Does Shifting Gender Norms on the Community Level Lead to Increased HIV Services Uptake?
Location(s): South Africa
Description
A growing body of evidence suggests that programs seeking to change harmful gender norms can have notable HIV-related impacts on program participants, including increased condom use, and a decrease in STIs and intimate partner violence. Yet there is limited evidence of whether such programs can shift norms at the community level, and if so, whether, and how, these changes can improve men’s and women’s uptake of HIV services. Project SOAR and partners are addressing these knowledge gaps by building on an ongoing National Institute of Mental Health-funded randomized controlled trial being conducted in South Africa—Community Mobilization for Treatment as Prevention. Specifically, we are strengthening and expanding the gender content of the intervention to engage both women and men in critically examining gender norms and power inequalities. We are also examining the intervention’s effects in changing community gender norms and resulting HIV service utilization.
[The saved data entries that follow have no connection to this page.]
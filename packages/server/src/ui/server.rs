//! Server execution logic.

use std::sync::Arc;

use axum::{Router, routing::get};
use tokio::net::TcpListener;
use tower_http::trace::TraceLayer;

use crate::usecase::{
    ConnectConnectionUseCase, DisconnectConnectionUseCase, GetRelayStatusUseCase,
    JoinChannelUseCase, LeaveChannelUseCase, RelayMessageUseCase,
};

use super::{
    config::RelayConfig,
    handler::{debug_channels, get_channel, health_check, websocket_handler},
    signal::shutdown_signal,
    state::AppState,
};

/// Realtime channel/presence relay server
///
/// # Example
///
/// ```ignore
/// let server = Server::new(
///     connect_connection_usecase,
///     disconnect_connection_usecase,
///     join_channel_usecase,
///     leave_channel_usecase,
///     relay_message_usecase,
///     get_relay_status_usecase,
///     RelayConfig::default(),
/// );
/// server.run("127.0.0.1".to_string(), 8080).await?;
/// ```
pub struct Server {
    app_state: Arc<AppState>,
}

impl Server {
    /// Create a new Server instance
    pub fn new(
        connect_connection_usecase: Arc<ConnectConnectionUseCase>,
        disconnect_connection_usecase: Arc<DisconnectConnectionUseCase>,
        join_channel_usecase: Arc<JoinChannelUseCase>,
        leave_channel_usecase: Arc<LeaveChannelUseCase>,
        relay_message_usecase: Arc<RelayMessageUseCase>,
        get_relay_status_usecase: Arc<GetRelayStatusUseCase>,
        config: RelayConfig,
    ) -> Self {
        Self {
            app_state: Arc::new(AppState {
                connect_connection_usecase,
                disconnect_connection_usecase,
                join_channel_usecase,
                leave_channel_usecase,
                relay_message_usecase,
                get_relay_status_usecase,
                config,
            }),
        }
    }

    /// Build the router with every endpoint and middleware attached.
    pub fn into_router(self) -> Router {
        let cors = self.app_state.config.cors_layer();

        Router::new()
            // WebSocket エンドポイント
            .route("/ws", get(websocket_handler))
            // HTTP エンドポイント
            .route("/api/health", get(health_check))
            .route("/api/channels/{channel_id}", get(get_channel))
            .route("/debug/channels", get(debug_channels))
            .layer(cors)
            .layer(TraceLayer::new_for_http())
            .with_state(self.app_state)
    }

    /// Run the relay server
    ///
    /// # Arguments
    ///
    /// * `host` - The host address to bind to (e.g., "127.0.0.1")
    /// * `port` - The port number to bind to (e.g., 8080)
    ///
    /// # Errors
    ///
    /// Returns an error if the server fails to bind to the specified address or
    /// if there's an error during server execution.
    pub async fn run(self, host: String, port: u16) -> Result<(), Box<dyn std::error::Error>> {
        let bind_addr = format!("{}:{}", host, port);
        let listener = TcpListener::bind(&bind_addr).await?;
        tracing::info!("Connect to: ws://{}/ws", bind_addr);

        self.serve(listener).await
    }

    /// Serve on an already bound listener until a shutdown signal arrives.
    pub async fn serve(self, listener: TcpListener) -> Result<(), Box<dyn std::error::Error>> {
        tracing::info!("Relay server listening on {}", listener.local_addr()?);
        tracing::info!("Press Ctrl+C to shutdown gracefully");

        axum::serve(listener, self.into_router())
            .with_graceful_shutdown(shutdown_signal())
            .await?;

        tracing::info!("Server shutdown complete");
        Ok(())
    }
}
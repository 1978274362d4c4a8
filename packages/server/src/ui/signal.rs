//! Shutdown signal handling.

use tokio::signal;

/// Resolves on Ctrl+C, or on SIGTERM on Unix.
pub async fn shutdown_signal() {
    let ctrl_c = async {
        if let Err(e) = signal::ctrl_c().await {
            tracing::error!("Failed to install Ctrl+C handler: {}", e);
            std::future::pending::<()>().await;
        }
    };

    #[cfg(unix)]
    let terminate = async {
        match signal::unix::signal(signal::unix::SignalKind::terminate()) {
            Ok(mut stream) => {
                stream.recv().await;
            }
            Err(e) => {
                tracing::error!("Failed to install SIGTERM handler: {}", e);
                std::future::pending::<()>().await;
            }
        }
    };

    #[cfg(not(unix))]
    let terminate = std::future::pending::<()>();

    tokio::select! {
        _ = ctrl_c => tracing::info!("Received Ctrl+C, shutting down"),
        _ = terminate => tracing::info!("Received SIGTERM, shutting down"),
    }
}
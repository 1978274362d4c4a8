//! Parsing of prompt input into relay client events.

use relay_server::infrastructure::dto::websocket::{ClientEvent, RawChannelId, RawTimestamp};
use serde_json::{Map, Value};

pub const HELP: &str = "\
Commands:
  <text>            send a chat message to the current channel
  /join <channel>   leave the current channel and join another one
  /leave            leave the current channel
  /typing on|off    send a typing indicator
  /read             mark the current channel as read
  /help             show this help
  /quit             exit the client
";

/// A line typed at the prompt.
#[derive(Debug, Clone, PartialEq, Eq)]
pub enum Command {
    Chat(String),
    Join(String),
    Leave,
    Typing(bool),
    Read,
    Help,
    Quit,
}

/// Parse one trimmed, non-empty prompt line.
///
/// Anything not starting with `/` is chat. `//text` sends `/text` as chat.
pub fn parse_command(line: &str) -> Result<Command, String> {
    let Some(rest) = line.strip_prefix('/') else {
        return Ok(Command::Chat(line.to_string()));
    };
    if rest.starts_with('/') {
        return Ok(Command::Chat(rest.to_string()));
    }

    let mut parts = rest.split_whitespace();
    let name = parts.next().unwrap_or_default();
    let arg = parts.next();

    match (name, arg) {
        ("join", Some(channel)) => Ok(Command::Join(channel.to_string())),
        ("join", None) => Err("usage: /join <channel>".to_string()),
        ("leave", _) => Ok(Command::Leave),
        ("typing", Some("on")) | ("typing", None) => Ok(Command::Typing(true)),
        ("typing", Some("off")) => Ok(Command::Typing(false)),
        ("typing", Some(other)) => Err(format!("expected 'on' or 'off', got '{}'", other)),
        ("read", _) => Ok(Command::Read),
        ("help", _) => Ok(Command::Help),
        ("quit", _) | ("exit", _) => Ok(Command::Quit),
        (other, _) => Err(format!("unknown command '/{}' (try /help)", other)),
    }
}

/// Build the `user_info` object sent with `join_channel`.
pub fn user_info(name: &str, user_id: Option<i64>, email: Option<&str>) -> Value {
    let mut info = Map::new();
    if let Some(id) = user_id {
        info.insert("id".to_string(), Value::from(id));
    }
    info.insert("name".to_string(), Value::from(name));
    if let Some(email) = email {
        info.insert("email".to_string(), Value::from(email));
    }
    Value::Object(info)
}

pub fn join_event(channel_id: &str, user_info: &Value) -> ClientEvent {
    ClientEvent::JoinChannel {
        channel_id: Some(RawChannelId::from(channel_id)),
        user_info: Some(user_info.clone()),
        request_id: None,
    }
}

pub fn leave_event(channel_id: &str) -> ClientEvent {
    ClientEvent::LeaveChannel {
        channel_id: Some(RawChannelId::from(channel_id)),
        request_id: None,
    }
}

pub fn chat_event(channel_id: &str, content: String, now_millis: i64) -> ClientEvent {
    ClientEvent::ChatMessage {
        channel_id: Some(RawChannelId::from(channel_id)),
        content: Some(content),
        message_id: None,
        timestamp: Some(RawTimestamp::Millis(now_millis)),
        request_id: None,
    }
}

pub fn typing_event(channel_id: &str, is_typing: bool) -> ClientEvent {
    ClientEvent::TypingIndicator {
        channel_id: Some(RawChannelId::from(channel_id)),
        is_typing,
        request_id: None,
    }
}

pub fn read_event(channel_id: &str, now_millis: i64) -> ClientEvent {
    ClientEvent::ReadStatus {
        channel_id: Some(RawChannelId::from(channel_id)),
        timestamp: Some(RawTimestamp::Millis(now_millis)),
        request_id: None,
    }
}
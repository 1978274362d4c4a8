//! Realtime channel/presence relay.
//!
//! Tracks live WebSocket connections, the channels they join and fans chat,
//! typing and read-receipt events out to every member of a channel.
//!
//! Layers, innermost first:
//!
//! - [`domain`]: relay state, entities and the ports the usecases depend on
//! - [`usecase`]: one usecase per relay operation
//! - [`infrastructure`]: in-memory repository, WebSocket pusher, wire DTOs
//! - [`ui`]: axum server, handlers and configuration

pub mod domain;
pub mod infrastructure;
pub mod ui;
pub mod usecase;
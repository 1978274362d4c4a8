//! UseCase: 接続切断処理
//!
//! ## テスト実装の作業記録
//!
//! ### 何をテストしているか
//! - DisconnectConnectionUseCase::execute() メソッド
//! - 参加中の全チャンネルからの退出と user_left の通知、登録解除
//!
//! ### なぜこのテストが必要か
//! - 切断後にメンバーシップが残らないこと（不変条件の維持）
//! - ソケットのクローズとハートビートのタイムアウトが重なっても安全であること
//!
//! ### どのような状況を想定しているか
//! - 正常系：複数チャンネルに参加中の接続の切断
//! - エッジケース：2 回目の切断、未登録の接続の切断

use std::sync::Arc;

use relay_shared::time::Clock;

use crate::domain::{ConnectionId, DisconnectOutcome, MessagePusher, RelayRepository, Timestamp};

use super::{event_loop::EventLoop, leave_channel::notify_departure};

/// 接続切断のユースケース
pub struct DisconnectConnectionUseCase {
    repository: Arc<dyn RelayRepository>,
    message_pusher: Arc<dyn MessagePusher>,
    event_loop: Arc<EventLoop>,
    clock: Arc<dyn Clock>,
}

impl DisconnectConnectionUseCase {
    pub fn new(
        repository: Arc<dyn RelayRepository>,
        message_pusher: Arc<dyn MessagePusher>,
        event_loop: Arc<EventLoop>,
        clock: Arc<dyn Clock>,
    ) -> Self {
        Self {
            repository,
            message_pusher,
            event_loop,
            clock,
        }
    }

    /// 接続を切断
    ///
    /// 冪等。すでに切断済み、または未登録の接続に対しては何もせず `None` を返す。
    pub async fn execute(&self, connection_id: &ConnectionId) -> Option<DisconnectOutcome> {
        let _turn = self.event_loop.turn().await;

        // 1. 送信キューを外す（以降この接続には何も送らない）
        self.message_pusher
            .unregister_connection(connection_id)
            .await;

        // 2. 全チャンネルから退出して登録解除
        let Some(outcome) = self.repository.disconnect(connection_id).await else {
            tracing::debug!("Connection '{}' already disconnected", connection_id);
            return None;
        };

        // 3. 各チャンネルの残りのメンバーに user_left
        let timestamp = Timestamp::new(self.clock.now_millis());
        for departure in &outcome.departures {
            notify_departure(self.message_pusher.as_ref(), departure, timestamp).await;
        }

        tracing::info!(
            "Connection '{}' disconnected (left {} channel(s))",
            connection_id,
            outcome.departures.len()
        );
        Some(outcome)
    }
}
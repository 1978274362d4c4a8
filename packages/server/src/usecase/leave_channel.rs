//! UseCase: チャンネル退出処理
//!
//! ## テスト実装の作業記録
//!
//! ### 何をテストしているか
//! - LeaveChannelUseCase::execute() メソッド
//! - 残りのメンバーへの user_left ブロードキャスト
//!
//! ### なぜこのテストが必要か
//! - 最後のメンバーが抜けたときにチャンネルが消えること
//! - メンバーでない接続の退出で誤った通知を出さないこと
//!
//! ### どのような状況を想定しているか
//! - 正常系：残りのメンバーがいる場合、最後のメンバーの場合
//! - エッジケース：メンバーでない接続からの退出

use std::sync::Arc;

use relay_shared::time::Clock;

use crate::domain::{
    ConnectionId, LeaveOutcome, MessagePusher, Notification, PresenceChange, RelayRepository,
    Timestamp,
};

use super::{error::RelayError, event_loop::EventLoop, require_channel_id};

/// チャンネル退出のユースケース
pub struct LeaveChannelUseCase {
    repository: Arc<dyn RelayRepository>,
    message_pusher: Arc<dyn MessagePusher>,
    event_loop: Arc<EventLoop>,
    clock: Arc<dyn Clock>,
}

impl LeaveChannelUseCase {
    pub fn new(
        repository: Arc<dyn RelayRepository>,
        message_pusher: Arc<dyn MessagePusher>,
        event_loop: Arc<EventLoop>,
        clock: Arc<dyn Clock>,
    ) -> Self {
        Self {
            repository,
            message_pusher,
            event_loop,
            clock,
        }
    }

    /// チャンネルから退出
    ///
    /// メンバーでなかった場合も成功として扱い、通知は行わない。
    pub async fn execute(
        &self,
        connection_id: &ConnectionId,
        channel_id: Option<String>,
    ) -> Result<LeaveOutcome, RelayError> {
        let channel_id = require_channel_id(channel_id)?;

        let _turn = self.event_loop.turn().await;

        let outcome = self
            .repository
            .leave_channel(&channel_id, connection_id)
            .await;
        if !outcome.was_member {
            tracing::debug!(
                "Connection '{}' left channel '{}' without being a member",
                connection_id,
                channel_id
            );
            return Ok(outcome);
        }

        notify_departure(
            self.message_pusher.as_ref(),
            &outcome,
            Timestamp::new(self.clock.now_millis()),
        )
        .await;

        tracing::info!(
            "Connection '{}' left channel '{}' ({} active)",
            connection_id,
            outcome.channel_id,
            outcome.active_members
        );
        Ok(outcome)
    }
}

/// Broadcast `user_left` to the members that remain after a departure.
pub(crate) async fn notify_departure(
    message_pusher: &dyn MessagePusher,
    outcome: &LeaveOutcome,
    timestamp: Timestamp,
) {
    if !outcome.was_member || outcome.remaining.is_empty() {
        return;
    }
    let presence = Notification::UserLeft(PresenceChange {
        channel_id: outcome.channel_id.clone(),
        connection_id: outcome.connection_id.clone(),
        user: outcome.identity.clone(),
        timestamp,
        active_members: outcome.active_members,
    });
    if let Err(e) = message_pusher.broadcast(&outcome.remaining, &presence).await {
        tracing::warn!(
            "Failed to broadcast user_left in '{}': {}",
            outcome.channel_id,
            e
        );
    }
}

#[cfg(test)]
mod tests {
    use super::*;
    use crate::{
        domain::{ChannelId, IdentityClaims, MockMessagePusher, TransportMetadata},
        infrastructure::repository::InMemoryRelayRepository,
    };
    use relay_shared::time::FixedClock;

    fn conn(id: &str) -> ConnectionId {
        ConnectionId::new(id.to_string()).unwrap()
    }

    fn ch(id: &str) -> ChannelId {
        ChannelId::new(id.to_string()).unwrap()
    }

    async fn create_repository(
        members: &[&str],
        channel: &str,
    ) -> Arc<InMemoryRelayRepository> {
        let repository = Arc::new(InMemoryRelayRepository::default());
        for id in members {
            repository
                .register_connection(conn(id), TransportMetadata::default(), Timestamp::new(0))
                .await;
            let identity = IdentityClaims::new(None, Some(id.to_string()), None);
            repository
                .join_channel(ch(channel), &conn(id), Some(identity))
                .await
                .unwrap();
        }
        repository
    }

    fn create_usecase(
        repository: Arc<InMemoryRelayRepository>,
        pusher: MockMessagePusher,
    ) -> LeaveChannelUseCase {
        LeaveChannelUseCase::new(
            repository,
            Arc::new(pusher),
            Arc::new(EventLoop::new()),
            Arc::new(FixedClock::new(5_000)),
        )
    }

    #[tokio::test]
    async fn test_leave_notifies_remaining_members() {
        // テスト項目: 退出すると残りのメンバーに user_left が届く
        // given (前提条件):
        let repository = create_repository(&["c1", "c2", "c3"], "k").await;
        let mut pusher = MockMessagePusher::new();
        pusher
            .expect_broadcast()
            .withf(|targets, notification| {
                targets == [conn("c1"), conn("c3")].as_slice()
                    && matches!(
                        notification,
                        Notification::UserLeft(PresenceChange {
                            connection_id,
                            active_members: 2,
                            timestamp,
                            user: Some(_),
                            ..
                        }) if connection_id.as_str() == "c2" && timestamp.value() == 5_000
                    )
            })
            .times(1)
            .returning(|targets, _| Ok(targets.len()));
        let usecase = create_usecase(repository.clone(), pusher);

        // when (操作):
        let outcome = usecase
            .execute(&conn("c2"), Some("k".to_string()))
            .await
            .unwrap();

        // then (期待する結果):
        assert!(outcome.was_member);
        assert_eq!(outcome.active_members, 2);
        assert!(repository.is_consistent().await);
    }

    #[tokio::test]
    async fn test_last_member_leaving_removes_channel() {
        // テスト項目: 最後のメンバーが退出するとチャンネルが消え、通知は発生しない
        // given (前提条件):
        let repository = create_repository(&["c1"], "k").await;
        let mut pusher = MockMessagePusher::new();
        pusher.expect_broadcast().never();
        let usecase = create_usecase(repository.clone(), pusher);

        // when (操作):
        let outcome = usecase
            .execute(&conn("c1"), Some("k".to_string()))
            .await
            .unwrap();

        // then (期待する結果):
        assert_eq!(outcome.active_members, 0);
        assert_eq!(repository.count_channels().await, 0);
        assert!(repository.members_of(&ch("k")).await.is_empty());
    }

    #[tokio::test]
    async fn test_leave_by_non_member_is_silent_success() {
        // テスト項目: メンバーでない接続の退出は成功扱いで、誰にも通知しない
        // given (前提条件):
        let repository = create_repository(&["c1"], "k").await;
        repository
            .register_connection(conn("c2"), TransportMetadata::default(), Timestamp::new(0))
            .await;
        let mut pusher = MockMessagePusher::new();
        pusher.expect_broadcast().never();
        let usecase = create_usecase(repository.clone(), pusher);

        // when (操作):
        let outcome = usecase
            .execute(&conn("c2"), Some("k".to_string()))
            .await
            .unwrap();

        // then (期待する結果):
        assert!(!outcome.was_member);
        assert_eq!(repository.members_of(&ch("k")).await, vec![conn("c1")]);
    }

    #[tokio::test]
    async fn test_leave_without_channel_id() {
        // テスト項目: channel_id がない退出要求はエラー
        // given (前提条件):
        let repository = create_repository(&["c1"], "k").await;
        let usecase = create_usecase(repository, MockMessagePusher::new());

        // when (操作):
        let result = usecase.execute(&conn("c1"), None).await;

        // then (期待する結果):
        assert_eq!(result.unwrap_err(), RelayError::MissingChannelId);
    }
}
This study is particularly timely as it will address a key question in the field as to how gender norms may operate to affect HIV service utilization. Building the evidence base in this area is vital for improving care outcomes as well as creating more equitable gender norms, a gateway variable to a range of positive HIVrelated behaviors. There is also a need to better understand these relationships in South Africa, given its generalized HIV epidemic and high levels of gender-based violence.